#### Exercise prompt
When a line in the entries below contains "Some", tally it; give the tally with nothing added.

◇ ◇ ◇ ◇ ◇

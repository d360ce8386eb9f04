#![cfg(target_arch = "wasm32")]

use chrono::{TimeZone, Utc};
use forecast_engine::{
    compute_epoch_rewards, simulate_paths, AssetSymbol, EpochRewards, ParticipantId, RewardEngine,
    ScoreDetail, ScoreRecord,
};
use wasm_bindgen::JsValue;
use wasm_bindgen_test::*;

fn records() -> Vec<ScoreRecord> {
    let t = Utc.with_ymd_and_hms(2025, 8, 1, 0, 0, 0).unwrap();
    [(1u64, 0.5), (2, 0.2)]
        .into_iter()
        .map(|(p, s)| ScoreRecord {
            participant_id: ParticipantId(p),
            asset: AssetSymbol::from("BTC"),
            scored_time: t,
            prompt_start_time: t,
            raw_score: Some(s),
            score_detail: Some(ScoreDetail { percentile90: 1.0, lowest_score: 0.1 }),
        })
        .collect()
}

#[wasm_bindgen_test]
fn simulate_paths_returns_seeded_matrix() {
    let a: Vec<Vec<f64>> = serde_wasm_bindgen::from_value(simulate_paths(100.0, 300, 3600, 0.01, 5, 9)).unwrap();
    let b: Vec<Vec<f64>> = serde_wasm_bindgen::from_value(simulate_paths(100.0, 300, 3600, 0.01, 5, 9)).unwrap();
    assert_eq!(a.len(), 5);
    assert_eq!(a[0].len(), 13);
    assert_eq!(a, b);
}

#[wasm_bindgen_test]
fn compute_epoch_rewards_round_trips() {
    let scored_ms = Utc.with_ymd_and_hms(2025, 8, 1, 0, 0, 0).unwrap().timestamp_millis() as f64;
    let js_records = serde_wasm_bindgen::to_value(&records()).unwrap();
    let identities = serde_wasm_bindgen::to_value(&vec![(1u64, 11u32), (2, 22)]).unwrap();

    let out = compute_epoch_rewards(js_records, scored_ms, JsValue::NULL, identities).unwrap();
    let epoch: EpochRewards = serde_wasm_bindgen::from_value(out).unwrap();
    assert_eq!(epoch.rewards.len(), 2);
    assert_eq!(epoch.summary.top, Some(ParticipantId(2)));
}

#[wasm_bindgen_test]
fn reward_engine_accumulates_records() {
    let mut engine = RewardEngine::new(JsValue::UNDEFINED).unwrap();
    let added = engine.add_records(serde_wasm_bindgen::to_value(&records()).unwrap()).unwrap();
    assert_eq!(added, 2);
    engine.register_identity(1, 11);
    assert_eq!(engine.record_count(), 2);

    let scored_ms = Utc.with_ymd_and_hms(2025, 8, 1, 0, 0, 0).unwrap().timestamp_millis() as f64;
    let epoch: EpochRewards = serde_wasm_bindgen::from_value(engine.score_epoch(scored_ms).unwrap()).unwrap();
    // participant 2 has no identity
    assert_eq!(epoch.rewards.len(), 1);
}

◇ ◇ ◇ ◇ ◇

#### Worked solution
3